WORK TO COMPLETE —
The response must contain all of the entries, each one repeated exactly.

____

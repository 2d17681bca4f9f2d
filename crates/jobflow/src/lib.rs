pub mod backoff;
pub mod coalesce;
pub mod config;
pub mod db;
pub mod error;
pub mod events;
pub mod fork;
pub mod job;
pub mod notify;
pub mod priority_queue;
pub mod processor;
pub mod repository;
pub mod schedule;
pub mod scheduler;

pub use backoff::{exponential, BackoffFn};
pub use error::{JobError, SchedulerError};
pub use events::{Event, EventBus};
pub use job::{DebounceOpts, DebounceStrategy, Job, JobId, JobRecord, JobState, JobType, Priority, RepeatInterval};
pub use notify::{JobNotification, JobStateKind, JobStateNotification, NotificationChannel};
pub use repository::{ClaimSort, JobQuery, JobRepository};
pub use scheduler::{DefineOptions, EveryOptions, JobDefinition, Scheduler, SchedulerConfig};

____

WRITTEN SOLUTION —
repository 2d17681bca4f9f2d
filename crates/jobflow/src/lib.rs
pub mod backoff;
pub mod coalesce;
pub mod config;
pub mod db;
pub mod error;
pub mod events;
pub mod fork;
pub mod job;
pub mod notify;
pub mod priority_queue;
pub mod processor;
pub mod repository;
pub mod schedule;
pub mod scheduler;

pub use backoff::{exponential, BackoffFn};
pub use error::{JobError, SchedulerError};
pub use events::{Event, EventBus};
pub use job::{DebounceOpts, DebounceStrategy, Job, JobId, JobRecord, JobState, JobType, Priority, RepeatInterval};
pub use notify::{JobNotification, JobStateKind, JobStateNotification, NotificationChannel};
pub use repository::{ClaimSort, JobQuery, JobRepository};
pub use scheduler::{DefineOptions, EveryOptions, JobDefinition, Scheduler, SchedulerConfig};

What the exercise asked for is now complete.